Tony Abbott
Australian Prime Minister Tony Abbott walks up a staircase after arriving aboard the U.S. Navy's USS Blue Ridge as it enters Sydney Harbour, Australia, July 3, 2015. The ship is in Australia to participate in the joint military exercise with Australian forces named 'Talisman Sabre' which begins next week. Reuters/Tim Hunter

In reference to the China-Australia Free-Trade Agreement, Opposition Leader Bill Shorten asked Trade Minister Andrew Robb and Prime Minister Tony Abbott to “climb off their high horses.”

Abbott asked Shorten to “stop listening to the CFMEU and he should start listening to Bob Hawke and Bob Carr.” Hawke, the ACTU president, is a former Labor prime minister whose party has refused to back the agreement without making significant changes to it.

Trade unions, especially the CFMEU, have been strongly opposing the trade deal, promoting the possibility of Australian workers losing jobs because of their Chinese counterparts.
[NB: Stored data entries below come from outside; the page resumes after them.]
//! Translation backends.
//!
//! * [`Translator`]: async trait implemented by all backends.
//! * [`ApiTranslator`]: OpenAI-compatible REST API translator.
//! * [`PromptBuilder`]: builds the chat messages for a language pair.
//! * [`TranslationError`]: error variants for translation calls.
//!
//! # Quick start
//!
//! ```rust,no_run
//! use paste_translator::config::AppConfig;
//! use paste_translator::translate::{ApiTranslator, TranslationRequest, Translator};
//!
//! #[tokio::main]
//! async fn main() {
//!     let config = AppConfig::default();
//!     let translator = ApiTranslator::from_config(&config.translator);
//!
//!     let request = TranslationRequest::new("Hello world", config.languages.pair());
//!     let result = translator.translate(&request).await.unwrap();
//!     println!("{}", result.target_text);
//! }
//! ```

pub mod prompt;
pub mod translator;

pub use prompt::PromptBuilder;
pub use translator::{
    ApiTranslator, TranslationError, TranslationRequest, TranslationResult, Translator,
};
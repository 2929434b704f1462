//! Paste pipeline: clipboard → (OCR) → translation → shared state.
//!
//! # Architecture
//!
//! ```text
//! HotkeyListener / UI buttons
//!        │  PipelineCommand (mpsc)
//!        ▼
//! PipelineController::run()  ← async tokio task
//!        │
//!        ├─ Paste
//!        │     ├─ spawn_blocking(ClipboardReader::read)   [Reading]
//!        │     ├─ TextRecognizer::recognize (images only)  [Recognizing]
//!        │     └─ Translator::translate                    [Translating]
//!        │                                                  → Resolved
//!        └─ SetLanguagePair / SwapLanguages
//!              └─ Translator::translate on existing source text
//!
//! SharedState (Arc<Mutex<AppState>>) ←─── read by egui update() each frame
//! ```
//!
//! Every run takes a new supersession token.  Writes from a run whose token
//! is no longer the newest are dropped, so a fresh paste always wins over a
//! translation still in flight for the previous one.
//!
//! # Quick start
//!
//! ```rust,no_run
//! use std::sync::Arc;
//! use tokio::sync::mpsc;
//! use paste_translator::clipboard::ArboardReader;
//! use paste_translator::config::AppConfig;
//! use paste_translator::ocr::recognizer_from_config;
//! use paste_translator::pipeline::{new_shared_state, PipelineCommand, PipelineController};
//! use paste_translator::translate::ApiTranslator;
//!
//! #[tokio::main]
//! async fn main() {
//!     let config = AppConfig::default();
//!     let state = new_shared_state(config.languages.pair());
//!
//!     let controller = PipelineController::new(
//!         state.clone(),
//!         Arc::new(ArboardReader::new()),
//!         recognizer_from_config(&config.ocr),
//!         Arc::new(ApiTranslator::from_config(&config.translator)),
//!     );
//!
//!     let (tx, rx) = mpsc::channel(16);
//!     tokio::spawn(controller.run(rx));
//!     tx.send(PipelineCommand::Paste).await.unwrap();
//! }
//! ```

pub mod runner;
pub mod state;

use crate::language::LanguagePair;

pub use runner::{PipelineController, PipelineError, RunOutcome};
pub use state::{
    new_shared_state, AppState, PipelinePhase, Resolution, SharedState, SourceKind, Stage,
};

/// Requests accepted by [`PipelineController::run`].
#[derive(Debug, Clone, PartialEq)]
pub enum PipelineCommand {
    /// Read the clipboard and translate it.
    Paste,
    /// Select a new direction; re-translates the current source text.
    SetLanguagePair(LanguagePair),
    /// Exchange source and target languages.
    SwapLanguages,
}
NSW premier Carr, a former Labor foreign minister, earlier assured the FTA would not endanger Australian jobs.

Hawke earlier warned his Labor party as well as the trade union movement not to go against the agreement. According to Abbott, Hawke and Carr were people with “Australia’s best interests at heart.”

Shorten urged the government to negotiate with Labor on the on the FTA. He said it was possible for both parties to come to a “win-win deal.” Abbott, however, said everyone was satisfied with the FTA. He said opposing the FTA was against “Australia’s best interests.”

Shorten said Labor’s opposition to the deal had reasons. There are “slack loopholes” in the agreement, he said. “Labor is committed to having better trade with China, but we don’t want to do it at the expense of Australian jobs,” The Australian quoted Shorten. “Mr Rob and Mr Abbott if they could climb off their high horse and not be their standard arrogant as usual approach to negotiations with the opposition, we can get a win-win deal for Australians but at the moment I can’t in good conscience agree that there are aren’t problems with this agreement when it comes to protecting labour standards in Australia.”

The Abbott government claims the FTA is a landmark deal. Robb told ABC radio that Australia would gain hundreds of thousands of jobs and billions of dollars because of the agreement but not everyone is convinced.

The ACTU is concerned about workers who would work for Chinese companies on large infrastructure projects. According to the FTA, Australia will allow Chinese companies to bring in their own workforce for projects worth $150 million or more, the ACTU says. It says local workers should be offered job first.